A seems to be about a change in the weather, and its mood is threatening. A storm is coming, the wind is getting up and the temperature will drop dramatically, one guesses. Whatever one thinks of the elegance of the diction, the little poem has a real subject and records two precise observations.

B seems to be about its own language preening itself. One could not guess from this what the change in the weather might be, though it seems to be sunny and the bees are enjoying themselves. This is, of course, a caricature of what was once thought to be a "poetic" style and is now usually seen as a camp, sequined, over-rouged cliché.

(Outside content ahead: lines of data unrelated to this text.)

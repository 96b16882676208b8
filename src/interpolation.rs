use crate::share::Share;
use num_bigint::BigInt;
use num_rational::BigRational;
use num_traits::Zero;

// Exact interpolation over the rationals. No floating point anywhere:
// every intermediate value is a reduced BigRational.

/// Value at `at` of the unique polynomial of degree `points.len() - 1`
/// through `points`:
///
/// `P(at) = Σ_i y_i · Π_{j≠i} (at − x_j) / (x_i − x_j)`
///
/// The x coordinates must be pairwise distinct.
pub(crate) fn evaluate_at(points: &[Share], at: &BigInt) -> BigRational {
    let mut total = BigRational::zero();

    for (i, point_i) in points.iter().enumerate() {
        let x_i = BigInt::from(point_i.x());

        // Lagrange basis L_i(at), kept as numerator / denominator
        let mut numerator = point_i.y().clone();
        let mut denominator = BigInt::from(1);

        for (j, point_j) in points.iter().enumerate() {
            if i == j {
                continue;
            }
            let x_j = BigInt::from(point_j.x());

            numerator *= at - &x_j;
            denominator *= &x_i - &x_j;
        }

        total += BigRational::new(numerator, denominator);
    }

    total
}

/// Coefficients `[a_0, a_1, ..., a_{m-1}]` of the polynomial through the `m`
/// points, lowest degree first. The x coordinates must be pairwise distinct.
///
/// Newton divided differences, then the Newton form is expanded into the
/// monomial basis.
pub(crate) fn coefficients(points: &[Share]) -> Vec<BigRational> {
    if points.is_empty() {
        return Vec::new();
    }
    let xs: Vec<BigInt> = points.iter().map(|p| BigInt::from(p.x())).collect();

    // diffs[i] ends up as f[x_0, ..., x_i]
    let mut diffs: Vec<BigRational> = points
        .iter()
        .map(|p| BigRational::from_integer(p.y().clone()))
        .collect();
    for level in 1..points.len() {
        for i in (level..points.len()).rev() {
            let span = BigRational::from_integer(&xs[i] - &xs[i - level]);
            diffs[i] = (&diffs[i] - &diffs[i - 1]) / span;
        }
    }

    // Horner on the Newton form: poly = poly * (x - x_k) + diffs[k]
    let last = points.len() - 1;
    let mut poly = vec![diffs[last].clone()];
    for k in (0..last).rev() {
        let root = BigRational::from_integer(xs[k].clone());
        let mut next = vec![BigRational::zero(); poly.len() + 1];
        for (degree, coeff) in poly.iter().enumerate() {
            next[degree + 1] += coeff;
            next[degree] -= &root * coeff;
        }
        next[0] += &diffs[k];
        poly = next;
    }

    poly
}
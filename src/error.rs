use thiserror::Error;

/// Failures of share generation and secret reconstruction.
#[derive(Error, Debug, Clone, PartialEq, Eq)]
pub enum ShareError {
    #[error("invalid parameters: {0}")]
    InvalidParameters(String),

    #[error("not enough shares to reconstruct secret (need {required}, got {provided})")]
    InsufficientShares { required: usize, provided: usize },

    #[error("duplicate share index x = {0}")]
    DuplicateShareIndex(u64),

    /// The shares do not lie on a single integer polynomial of the declared degree.
    #[error("inconsistent shares: {0}")]
    InconsistentShares(String),
}

pub type Result<T> = std::result::Result<T, ShareError>;
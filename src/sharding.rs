use crate::error::{Result, ShareError};
use crate::interpolation::{self, evaluate_at};
use crate::params::SharingParams;
use crate::share::Share;
use num_bigint::{BigInt, RandBigInt};
use num_traits::{One, Zero};
use rand::Rng;
use rand::rngs::OsRng;
use std::collections::HashSet;
use tracing::{debug, warn};

// Shamir secret sharing over the integers

/// Split `secret` into `params.total` shares, any `params.threshold` of which
/// recover it.
///
/// The polynomial is `P(x) = secret + c1*x + ... + c_{t-1}*x^{t-1}` with each
/// `c_i` drawn uniformly from `[1, coefficient_bound]`. Shares are returned
/// for `x = 1..=n` in ascending order. Pass a seeded RNG for reproducible
/// output.
pub fn generate<R: Rng + ?Sized>(
    secret: &BigInt,
    params: &SharingParams,
    rng: &mut R,
) -> Result<Vec<Share>> {
    params.validate()?;
    if params.is_weak() {
        warn!(
            bound_bits = params.coefficient_bound.bits(),
            "coefficient bound is small; fewer than threshold shares may reveal the secret"
        );
    }

    // 1. Coefficients: a_0 is the secret, a_1..a_{t-1} random
    let lower = BigInt::one();
    let upper = &params.coefficient_bound + 1u32; // exclusive
    let mut coefficients = Vec::with_capacity(params.threshold);
    coefficients.push(secret.clone());
    for _ in 1..params.threshold {
        coefficients.push(rng.gen_bigint_range(&lower, &upper));
    }

    // 2. Evaluate at x = 1..=total
    let shares: Vec<Share> = (1..=params.total as u64)
        .map(|x| Share::new(x, evaluate_polynomial(&coefficients, x)))
        .collect();

    debug!(
        total = params.total,
        threshold = params.threshold,
        bound_bits = params.coefficient_bound.bits(),
        "generated shares"
    );
    Ok(shares)
}

/// [`generate`] drawing coefficients from the operating system RNG.
pub fn generate_with_os_rng(secret: &BigInt, params: &SharingParams) -> Result<Vec<Share>> {
    generate(secret, params, &mut OsRng)
}

/// Recover the secret from at least `threshold` shares.
///
/// The first `threshold` shares form the quorum and fix a polynomial of
/// degree `threshold - 1`; its value at zero is the secret. Any further
/// shares must lie on that same polynomial.
///
/// Errors:
/// - `InvalidParameters` if `threshold` is zero or a share has `x = 0`
/// - `DuplicateShareIndex` if two shares have the same `x`
/// - `InsufficientShares` if fewer than `threshold` shares are given
/// - `InconsistentShares` if the quorum does not lie on a polynomial with
///   integer coefficients, or an extra share disagrees with the quorum
pub fn reconstruct(shares: &[Share], threshold: usize) -> Result<BigInt> {
    if threshold < 1 {
        return Err(ShareError::InvalidParameters(
            "threshold must be at least 1".to_string(),
        ));
    }
    if shares.iter().any(|share| share.x() == 0) {
        return Err(ShareError::InvalidParameters(
            "share index x must be positive".to_string(),
        ));
    }

    let mut seen = HashSet::with_capacity(shares.len());
    for share in shares {
        if !seen.insert(share.x()) {
            return Err(ShareError::DuplicateShareIndex(share.x()));
        }
    }

    if shares.len() < threshold {
        return Err(ShareError::InsufficientShares {
            required: threshold,
            provided: shares.len(),
        });
    }

    let (quorum, extra) = shares.split_at(threshold);

    // Shares from generate lie on an integer polynomial; anything else is corrupt
    let polynomial = interpolation::coefficients(quorum)
        .into_iter()
        .enumerate()
        .map(|(degree, coeff)| {
            if coeff.is_integer() {
                Ok(coeff.to_integer())
            } else {
                Err(ShareError::InconsistentShares(format!(
                    "quorum polynomial has non-integral coefficient {} at degree {}",
                    coeff, degree
                )))
            }
        })
        .collect::<Result<Vec<BigInt>>>()?;

    // integral coefficients make the Lagrange value at zero exact
    let secret = evaluate_at(quorum, &BigInt::zero()).to_integer();

    for share in extra {
        if &evaluate_polynomial(&polynomial, share.x()) != share.y() {
            return Err(ShareError::InconsistentShares(format!(
                "share at x = {} does not lie on the polynomial fixed by the quorum",
                share.x()
            )));
        }
    }

    debug!(
        threshold,
        provided = shares.len(),
        "reconstructed secret"
    );
    Ok(secret)
}

/// Horner evaluation of `a_0 + a_1*x + ... + a_k*x^k`.
fn evaluate_polynomial(coefficients: &[BigInt], x: u64) -> BigInt {
    let x = BigInt::from(x);
    coefficients
        .iter()
        .rev()
        .fold(BigInt::zero(), |acc, coeff| acc * &x + coeff)
}

#[cfg(test)]
mod tests {
    use super::*;
    use rand::SeedableRng;
    use rand::rngs::StdRng;

    #[test]
    fn horner_matches_expanded_form() {
        let coefficients = [BigInt::from(12345), BigInt::from(7), BigInt::from(3)];
        for x in 1..=5u64 {
            let expected = 12345 + 7 * x as i64 + 3 * (x * x) as i64;
            assert_eq!(evaluate_polynomial(&coefficients, x), BigInt::from(expected));
        }
    }

    #[test]
    fn coefficients_stay_within_bound() {
        // with bound 1 every random coefficient is exactly 1
        let params = SharingParams::with_bound(4, 3, BigInt::one()).unwrap();
        let mut rng = StdRng::seed_from_u64(7);
        let shares = generate(&BigInt::from(10), &params, &mut rng).unwrap();

        let ys: Vec<BigInt> = shares.iter().map(|s| s.y().clone()).collect();
        // 10 + x + x^2
        assert_eq!(
            ys,
            vec![
                BigInt::from(12),
                BigInt::from(16),
                BigInt::from(22),
                BigInt::from(30)
            ]
        );
    }

    #[test]
    fn threshold_one_hands_out_the_secret() {
        let params = SharingParams::new(3, 1).unwrap();
        let mut rng = StdRng::seed_from_u64(1);
        let shares = generate(&BigInt::from(-99), &params, &mut rng).unwrap();

        assert!(shares.iter().all(|s| s.y() == &BigInt::from(-99)));
        assert_eq!(reconstruct(&shares[2..], 1).unwrap(), BigInt::from(-99));
    }

    #[test]
    fn rejects_zero_threshold_and_zero_index() {
        let shares = vec![Share::new(1, BigInt::from(5))];
        assert!(matches!(
            reconstruct(&shares, 0),
            Err(ShareError::InvalidParameters(_))
        ));

        let with_zero = vec![Share::new(0, BigInt::from(5)), Share::new(1, BigInt::from(6))];
        assert!(matches!(
            reconstruct(&with_zero, 2),
            Err(ShareError::InvalidParameters(_))
        ));
    }

    #[test]
    fn generate_revalidates_params() {
        let params = SharingParams {
            total: 2,
            threshold: 3,
            coefficient_bound: BigInt::from(100),
        };
        let mut rng = StdRng::seed_from_u64(0);
        assert!(matches!(
            generate(&BigInt::from(1), &params, &mut rng),
            Err(ShareError::InvalidParameters(_))
        ));
    }

    #[test]
    fn os_rng_round_trip() {
        let params = SharingParams::new(6, 4).unwrap();
        let secret = BigInt::from(31337);
        let shares = generate_with_os_rng(&secret, &params).unwrap();
        assert_eq!(shares.len(), 6);
        assert_eq!(reconstruct(&shares[2..], 4).unwrap(), secret);
    }
}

A and B of the "Sun’s rays" poems also show contrasting word-choices. In A the language is trying too hard, perhaps, to be dramatic and becomes melodramatic. It personifies the sun with a character like one of the Greek gods, which is more pompous and overblown than we usually like in this democratic age. B might not appeal to you much either, if you like your language elegant – the first line seems to come out of a science-fiction comic – but it has at least the virtue that it gives the reader a little shock of surprise that such powerful rays could be stopped by a parasol. The A version does not succeed in doing this because it over-eggs the emotion and consequently muddles the effect of the observation.